小贝子编程

当孩子的父母被过滤器排除时,如何在 array.filter() 回调函数中获取孩子的父母?



今天我发现了array.filter()方法及其关联的回调函数。

我有一系列看起来像这样的对象:

var treeAry = [
      {"id" : "200", "parent": "#", "type" : "1"},
      {"id" : "300", "parent": "#", "type" : "1"},
      {"id" : "400", "parent": "#", "type" : "1"},
      {"id" : "500", "parent": "300", "type" : "5"},
      {"id" : "600", "parent": "300", "type" : "5"},
      {"id" : "700", "parent": "400", "type" : "5"},
      {"id" : "800", "parent": "400", "type" : "5"},
      {"id" : "900", "parent": "200", "type" : "6"},
      {"id" : "1000", "parent": "200", "type" : "9"},
      {"id" : "1100", "parent": "200", "type" : "8"},
];

我能够成功过滤5:

  filteredAry = [];
  filteredAry = treeAry.filter(function(val, index, ary){
    /*get all type 5*/
    return val.type === '5';
    /*get all type 5 or type 1*/
    //return val.type === '1' || val.type === '5';
  });
  console.dir(filteredAry)

这是我的问题:

尽管我能够过滤5型,但我也需要5型的父母(孩子的parent参考id,并且parent可以是#)。

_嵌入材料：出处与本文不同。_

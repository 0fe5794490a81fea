#![warn(missing_docs)]
//! Cosbench Core - Measurement Runtime
//!
//! This crate provides the building blocks shared by the benchmark binaries:
//! - Sequential `f32` input generation
//! - Single-shot wall-clock timing (RDTSCP / CNTVCT_EL0 with Instant fallback)
//! - The `ComputeBackend` contract and its error taxonomy
//! - CPU affinity pinning for stable cycle readings

mod backend;
mod measure;
mod run;
mod sequence;

pub use backend::{BackendError, ComputeBackend};
/// Whether this platform provides hardware cycle counters (x86_64 RDTSCP or AArch64 CNTVCT_EL0).
/// When `false`, cycle counts are reported as 0 and only wall-clock time is available.
pub use measure::HAS_CYCLE_COUNTER;
pub use measure::{pin_to_cpu, Measurement, Stopwatch};
pub use run::{run_single_shot, ShotResult};
pub use sequence::{sequential_floats, DEFAULT_ITEMS};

从本质上讲,我的结果应包括5型的任何内容,然后记录id 300400。它不应包括id 200

我是否应该在filteredAry[]上的每个循环中运行某种形式的循环以在treeAry[]中找到并推动相应的项目?我不应该使用indexary参数以某种方式获得父母吗?

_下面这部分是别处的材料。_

use monkey_lang::token::{self, Position, Token, TokenValue};

#[test]
fn token_display() {
    let tests = vec![
        (Token::Illegal, "illegal token"),
        (Token::Eof, "end of file"),
        (Token::Identifier, "identifier"),
        (Token::Integer, "int"),
        (Token::String, "string"),
        (Token::Assign, "="),
        (Token::Plus, "+"),
        (Token::Minus, "-"),
        (Token::Asterisk, "*"),
        (Token::Slash, "/"),
        (Token::Bang, "!"),
        (Token::LessThan, "<"),
        (Token::LessEqual, "<="),
        (Token::GreaterThan, ">"),
        (Token::GreaterEqual, ">="),
        (Token::Equal, "=="),
        (Token::NotEqual, "!="),
        (Token::Colon, ":"),
        (Token::Comma, ","),
        (Token::Semicolon, ";"),
        (Token::LeftParen, "("),
        (Token::RightParen, ")"),
        (Token::LeftBrace, "{"),
        (Token::RightBrace, "}"),
        (Token::LeftBracket, "["),
        (Token::RightBracket, "]"),
        (Token::Let, "let"),
        (Token::If, "if"),
        (Token::Else, "else"),
        (Token::True, "true"),
        (Token::False, "false"),
        (Token::Return, "return"),
        (Token::Function, "fn"),
    ];

    for (token, want) in tests {
        assert_eq!(want, token.to_string());
    }
}

#[test]
fn keyword_lookup() {
    let tests = vec![
        ("let", Some(Token::Let)),
        ("if", Some(Token::If)),
        ("else", Some(Token::Else)),
        ("true", Some(Token::True)),
        ("false", Some(Token::False)),
        ("return", Some(Token::Return)),
        ("fn", Some(Token::Function)),
        ("function", None),
        ("letx", None),
        ("", None),
    ];

    for (input, want) in tests {
        assert_eq!(want, token::lookup_keyword(input));
    }
}

#[test]
fn token_value_display() {
    let tok = TokenValue::new(Token::Identifier, "five", Position::start());
    assert_eq!(r#"identifier(literal="five")"#, tok.to_string());

    let tok = TokenValue::new(Token::Integer, "10", Position::start());
    assert_eq!(r#"int(literal="10")"#, tok.to_string());
}

#[test]
fn position_display() {
    let pos = Position {
        file: None,
        line: 3,
        column: 14,
    };
    assert_eq!("3:14", pos.to_string());

    let pos = Position {
        file: Some("main.monkey".to_string()),
        line: 1,
        column: 2,
    };
    assert_eq!("main.monkey:1:2", pos.to_string());
}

对不起,我不知道该怎么做,并希望您的帮助。只需要朝正确的方向推动,谢谢!

尝试以下:

var treeAry = [
      {"id" : "200", "parent": "#", "type" : "1"},
      {"id" : "300", "parent": "#", "type" : "1"},
      {"id" : "400", "parent": "#", "type" : "1"},
      {"id" : "500", "parent": "300", "type" : "5"},
      {"id" : "600", "parent": "300", "type" : "5"},
      {"id" : "700", "parent": "400", "type" : "5"},
      {"id" : "800", "parent": "400", "type" : "5"},
      {"id" : "900", "parent": "200", "type" : "6"},
      {"id" : "1000", "parent": "200", "type" : "9"},
      {"id" : "1100", "parent": "200", "type" : "8"},
];
var result = treeAry.filter(value => {
	return value.type === '5' || treeAry.filter(val => val.parent === value.id && val.type === '5').length > 0;
});
console.log(result)

如果ES6是问题,则可以用普通功能替换lambdas(箭头功能)。

一种方式是

var treeAry = [
      {"id" : "200", "parent": "#", "type" : "1"},
      {"id" : "300", "parent": "#", "type" : "1"},
      {"id" : "400", "parent": "#", "type" : "1"},
      {"id" : "500", "parent": "300", "type" : "5"},
      {"id" : "600", "parent": "300", "type" : "5"},
      {"id" : "700", "parent": "400", "type" : "5"},
      {"id" : "800", "parent": "400", "type" : "5"},
      {"id" : "900", "parent": "200", "type" : "6"},
      {"id" : "1000", "parent": "200", "type" : "9"},
      {"id" : "1100", "parent": "200", "type" : "8"},
];
  filteredAry = [];
  filteredAry = treeAry.filter(function(val, index, ary){
    /*get all type 5*/
    return val.type === '5' || 
           ary.some(function(item){ 
                return item.parent === val.id && item.type==='5';
              });
  });
  console.dir(filteredAry)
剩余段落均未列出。